Sunday, November 8, 2009

Cow Blues

Ambientem este post com isto: http://v.youku.com/v_show/id_XMjI0MDk0MTI=.html

O céu é diferente. Na memória. Duvido que ele alguma vez tenha tido este aspecto. Os anúncios das cassetes vídeo devem ter mudado alguma coisa na nossa forma de reimaginar o passado, e todas as memórias parecem guardadas numa fita de VHS rasca filmada à maneira do Lars von Trier, sem música, somente uma voz deprimida no fundo, nem sequer amargurada pelo acre sabor do longo fio do tempo, apenas uma narração de estilo, cheia de linhas de pensamento intensas e blusiadas de dor que, por o sentimento que delas reverbera ser tão agradável -- e sendo ele o próprio objectivo--, se podem muito bem passar de formular as frases que compõem o discurso em si. Assim é o primeiro dia da faculdade. Um céu de cor acrimoniosa azul, tentando conter nas suas entranhas a amalgama de pensamentos que o seguirão. E apenas em fantasia se reformula a ideia de que houveram sensações de entusiasmo, expectativa, nervosismo, grandiosidade, orgulho e medo, como se fosse um tributo estilístico que se deve prestar à nossa própria imaginação. Na realidade creio que apenas havia o habitual: a inegabilidade presente.
Assim que está estipulado o início, o resto corre muito depressa na mente.
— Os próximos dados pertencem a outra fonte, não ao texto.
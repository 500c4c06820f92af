//! Microsoft SQL Server queue strategy.
//!
//! The id comes from an identity column, or from `NEXT VALUE FOR` inline when
//! the location names a sequence, and is read back with `OUTPUT inserted`.

use std::convert::Infallible;
use std::sync::Arc;
use std::time::Duration;

use async_trait::async_trait;
use tracing::{Span, debug, instrument};

use dbqueue_core::{DatabaseDialect, EnqueueParams, QueueLocation, QueueTableSchema, TaskId};

use super::params::{DeleteArgs, EnqueueArgs, ReenqueueArgs};
use super::r#trait::{QueueDao, QueueDaoError};
use super::{execution_delay_param, insert_lists, render_delete, render_reenqueue};
use crate::database::{Database, DatabaseError, RowAccessor, RowMappingError};
use crate::sql_cache::SqlCache;

/// `dateadd` takes an `int`, so whole seconds and the millisecond remainder
/// are added separately.
fn delayed_now() -> String {
    let delay = execution_delay_param();
    format!("dateadd(ms, {delay} % 1000, dateadd(ss, {delay} / 1000, SYSDATETIMEOFFSET()))")
}

pub struct MssqlQueueDao<D> {
    database: Arc<D>,
    schema: Arc<QueueTableSchema>,
    enqueue_sql: SqlCache<QueueLocation>,
    delete_sql: SqlCache<QueueLocation>,
    reenqueue_sql: SqlCache<QueueLocation>,
}

impl<D: Database> MssqlQueueDao<D> {
    pub fn new(database: Arc<D>, schema: Arc<QueueTableSchema>) -> Self {
        Self {
            database,
            schema,
            enqueue_sql: SqlCache::new(),
            delete_sql: SqlCache::new(),
            reenqueue_sql: SqlCache::new(),
        }
    }

    pub fn enqueue_sql(&self, location: &QueueLocation) -> Arc<str> {
        let Ok(sql) = self.enqueue_sql.get_or_try_insert(location, || {
            let id_value = location
                .id_sequence()
                .map(|seq| format!("NEXT VALUE FOR {seq}"));
            let (columns, values) = insert_lists(&self.schema, id_value.as_deref(), &delayed_now());
            let sql = format!(
                "INSERT INTO {table} ({columns}) OUTPUT inserted.{id} VALUES ({values})",
                table = location.table_name(),
                id = self.schema.id_field(),
            );
            debug!(%location, %sql, "rendered mssql enqueue");
            Ok::<_, Infallible>(Arc::from(sql))
        });
        sql
    }

    pub fn delete_sql(&self, location: &QueueLocation) -> Arc<str> {
        let Ok(sql) = self.delete_sql.get_or_try_insert(location, || {
            Ok::<_, Infallible>(Arc::from(render_delete(&self.schema, location)))
        });
        sql
    }

    pub fn reenqueue_sql(&self, location: &QueueLocation) -> Arc<str> {
        let Ok(sql) = self.reenqueue_sql.get_or_try_insert(location, || {
            let sql = render_reenqueue(&self.schema, location, &delayed_now());
            debug!(%location, %sql, "rendered mssql reenqueue");
            Ok::<_, Infallible>(Arc::from(sql))
        });
        sql
    }
}

#[async_trait]
impl<D: Database> QueueDao for MssqlQueueDao<D> {
    fn dialect(&self) -> DatabaseDialect {
        DatabaseDialect::Mssql
    }

    #[instrument(
        skip(self, location, params),
        fields(table = %location.table_name(), queue = %location.queue_id(), task_id = tracing::field::Empty),
        err
    )]
    async fn enqueue(
        &self,
        location: &QueueLocation,
        params: &EnqueueParams,
    ) -> Result<TaskId, QueueDaoError> {
        let args = EnqueueArgs::new(&self.schema, location, params)?;
        let sql = self.enqueue_sql(location);
        let id_field = self.schema.id_field();
        let mapper = |row: &dyn RowAccessor| -> Result<TaskId, RowMappingError> {
            row.get_i64(id_field).map(TaskId::new)
        };

        let id = self
            .database
            .select_one(&sql, &args.to_params(), &mapper)
            .await?
            .ok_or_else(|| DatabaseError::Backend("insert returned no id".to_string()))?;
        Span::current().record("task_id", id.value());
        Ok(id)
    }

    #[instrument(
        skip(self, location),
        fields(table = %location.table_name(), queue = %location.queue_id()),
        err
    )]
    async fn delete_task(
        &self,
        location: &QueueLocation,
        task_id: TaskId,
    ) -> Result<bool, QueueDaoError> {
        let args = DeleteArgs::new(location, task_id);
        let sql = self.delete_sql(location);
        Ok(self.database.update(&sql, &args.to_params()).await? > 0)
    }

    #[instrument(
        skip(self, location),
        fields(table = %location.table_name(), queue = %location.queue_id()),
        err
    )]
    async fn reenqueue(
        &self,
        location: &QueueLocation,
        task_id: TaskId,
        execution_delay: Duration,
    ) -> Result<bool, QueueDaoError> {
        let args = ReenqueueArgs::new(location, task_id, execution_delay);
        let sql = self.reenqueue_sql(location);
        Ok(self.database.update(&sql, &args.to_params()).await? > 0)
    }
}

#[cfg(test)]
mod tests {
    use super::*;
    use crate::database::{MemoryRow, RecordingDatabase, SqlValue};
    use dbqueue_core::QueueId;

    fn dao() -> (Arc<RecordingDatabase>, MssqlQueueDao<RecordingDatabase>) {
        let db = Arc::new(RecordingDatabase::new());
        (Arc::clone(&db), MssqlQueueDao::new(db, Arc::new(QueueTableSchema::default())))
    }

    fn location() -> QueueLocation {
        QueueLocation::new("dbo.queue_tasks", QueueId::new("mail")).unwrap()
    }

    #[tokio::test]
    async fn enqueue_reads_identity_through_output_clause() {
        let (db, dao) = dao();
        db.push_rows(vec![MemoryRow::new().with("id", 12i64)]);

        let id = dao
            .enqueue(&location(), &EnqueueParams::new().with_payload("{}"))
            .await
            .unwrap();
        assert_eq!(id, TaskId::new(12));
        assert_eq!(
            db.last_statement().unwrap().sql,
            "INSERT INTO dbo.queue_tasks (queue_name, payload, next_process_at, attempt, reenqueue_attempt, total_attempt) \
             OUTPUT inserted.id VALUES (:queueName, :payload, dateadd(ms, :executionDelay % 1000, dateadd(ss, :executionDelay / 1000, SYSDATETIMEOFFSET())), 0, 0, 0)"
        );
    }

    #[tokio::test]
    async fn enqueue_with_sequence_inlines_next_value() {
        let (db, dao) = dao();
        db.push_rows(vec![MemoryRow::new().with("id", 1i64)]);
        let location = location().with_id_sequence("dbo.task_ids").unwrap();

        dao.enqueue(&location, &EnqueueParams::new()).await.unwrap();
        let sql = db.last_statement().unwrap().sql;
        assert!(sql.contains("(id, queue_name,"));
        assert!(sql.contains("VALUES (NEXT VALUE FOR dbo.task_ids, :queueName,"));
    }

    #[tokio::test]
    async fn reenqueue_uses_dateadd() {
        let (db, dao) = dao();
        db.push_affected(1);
        assert!(
            dao.reenqueue(&location(), TaskId::new(5), Duration::from_secs(60))
                .await
                .unwrap()
        );
        let stmt = db.last_statement().unwrap();
        assert_eq!(
            stmt.sql,
            "UPDATE dbo.queue_tasks SET next_process_at = \
             dateadd(ms, :executionDelay % 1000, dateadd(ss, :executionDelay / 1000, SYSDATETIMEOFFSET())), \
             attempt = 0, reenqueue_attempt = reenqueue_attempt + 1 WHERE id = :id AND queue_name = :queueName"
        );
        assert_eq!(stmt.params.get("executionDelay"), Some(&SqlValue::BigInt(60_000)));
    }

    #[tokio::test]
    async fn delete_missing_task_is_false() {
        let (_db, dao) = dao();
        assert!(!dao.delete_task(&location(), TaskId::new(1)).await.unwrap());
    }
}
Na realidade também é assim. Uma vez o produto cobiçado ao alcance, o resto é tão inevitável que aconteça que o tempo não lhe quer dar nem o mesmo encanto nem a mesma atenção. Como será o fim?
O liceu é um período de fantasia. Todos os cursos se parecem com os das revistas, como as mulheres. Maquilhadas, extasiantes, belas, cheias de curvas excitantes, de aventura no que escondem, e nos seus olhos, claro, bem lá no fundo, onde o desejo é visível, a via para o nirvana.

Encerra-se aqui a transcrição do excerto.